Improving patient safety by identifying side effects from introducing bar coding in medication administration
- PMID: 12223506
- PMCID: PMC346641
- DOI: 10.1197/jamia.m1061
Improving patient safety by identifying side effects from introducing bar coding in medication administration
Abstract
Objective: In addition to providing new capabilities, the introduction of technology in complex, sociotechnical systems, such as health care and aviation, can have unanticipated side effects on technical, social, and organizational dimensions. To identify potential accidents in the making, the authors looked for side effects from a natural experiment, the implementation of bar code medication administration (BCMA), a technology designed to reduce adverse drug events (ADEs).
Design: Cross-sectional observational study of medication passes before (21 hours of observation of 7 nurses at 1 hospital) and after (60 hours of observation of 26 nurses at 3 hospitals) BCMA implementation.
Measurements: Detailed, handwritten field notes of targeted ethnographic observations of in situ nurse-BCMA interactions were iteratively analyzed using process tracing and five conceptual frameworks.
Results: Ethnographic observations distilled into 67 nurse-BCMA interactions were classified into 12 categories.
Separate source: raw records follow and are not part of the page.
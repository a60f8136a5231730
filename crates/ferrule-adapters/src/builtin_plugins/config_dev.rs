//! `builtin:config-dev` - development-only additions to browser builds.
//!
//! Hot module replacement always; an eslint pre-loader and the stylelint
//! plugin when enabled. Both linters default to on when the project lists
//! them in `devDependencies`; `{ "eslint": bool, "stylelint": bool }` as the
//! plugin argument overrides that.

use std::sync::Arc;

use anyhow::bail;
use async_trait::async_trait;
use serde::Deserialize;
use serde_json::{Value, json};

use ferrule_core::prelude::*;

pub const NAME: &str = "builtin:config-dev";

const STYLELINT_CONFIGS: [&str; 5] = [
    ".stylelintrc.js",
    ".stylelintrc.yaml",
    ".stylelintrc.yml",
    ".stylelintrc.json",
    ".stylelintrc",
];

#[derive(Debug, Clone, Copy, Default, PartialEq, Eq, Deserialize)]
pub struct LintOptions {
    pub eslint: Option<bool>,
    pub stylelint: Option<bool>,
}

#[derive(Debug, Default)]
pub struct DevConfig {
    lint: LintOptions,
}

impl DevConfig {
    pub fn from_args(args: &[Value]) -> anyhow::Result<Self> {
        let lint = match args.first() {
            None | Some(Value::Null) => LintOptions::default(),
            Some(value) => serde_json::from_value(value.clone())?,
        };
        Ok(Self { lint })
    }

    /// Constructor registered with the plugin loader.
    pub fn constructor() -> PluginConstructor {
        PluginConstructor::new(NAME, |args| {
            Ok(Arc::new(DevConfig::from_args(args)?) as Arc<dyn Plugin>)
        })
    }
}

#[async_trait]
impl Plugin for DevConfig {
    fn name(&self) -> &str {
        NAME
    }

    async fn apply(&self, host: &mut Host, _args: &[Value]) -> anyhow::Result<()> {
        let eslint = match self.lint.eslint {
            Some(on) => on,
            None => host.has_dependency("eslint", "dev")?,
        };
        let stylelint = match self.lint.stylelint {
            Some(on) => on,
            None => host.has_dependency("stylelint", "dev")?,
        };

        host.chain_webpack(move |chain, options, host| {
            let browser = matches!(options.target, BuildTarget::Web | BuildTarget::Storybook);
            if !browser || host.mode() != BuildMode::Development {
                return Ok(());
            }

            if eslint {
                chain
                    .rule("eslint")
                    .test(r"\.(js|mjs|jsx)$")
                    .pre()
                    .include(host.resolve_path(["src"]).display().to_string())
                    .use_loader("eslint")
                    .loader("eslint-loader")
                    .options(json!({
                        "emitError": false,
                        "failOnError": false,
                        "failOnWarning": false,
                        "quit": true,
                        "cache": host.config().cache_directory.join("eslint-loader"),
                        "eslintPath": host.resolve_path(["node_modules", "eslint"]),
                    }));
            }

            if stylelint {
                let fs = host.filesystem();
                let configured = STYLELINT_CONFIGS
                    .iter()
                    .any(|name| fs.exists(&host.resolve_path([name])));
                if !configured {
                    bail!(
                        "stylelint is enabled but no stylelint configuration was found in {}",
                        host.root().display()
                    );
                }
                chain.plugin("StyleLintPlugin").use_plugin(
                    "stylelint-webpack-plugin",
                    vec![json!({ "formatter": "stylelint-formatter-pretty" })],
                );
            }

            chain
                .plugin("HotModuleReplacementPlugin")
                .use_plugin("webpack.HotModuleReplacementPlugin", Vec::new());
            Ok(())
        });
        Ok(())
    }
}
We identified five negative side effects after BCMA implementation: (1) nurses confused by automated removal of medications by BCMA, (2) degraded coordination between nurses and physicians, (3) nurses dropping activities to reduce workload during busy periods, (4) increased prioritization of monitored activities during goal conflicts, and (5) decreased ability to deviate from routine sequences.
Conclusion: These side effects might create new paths to ADEs. We recommend design revisions, modification of organizational policies, and "best practices" training that could potentially minimize or eliminate these side effects before they contribute to adverse outcomes.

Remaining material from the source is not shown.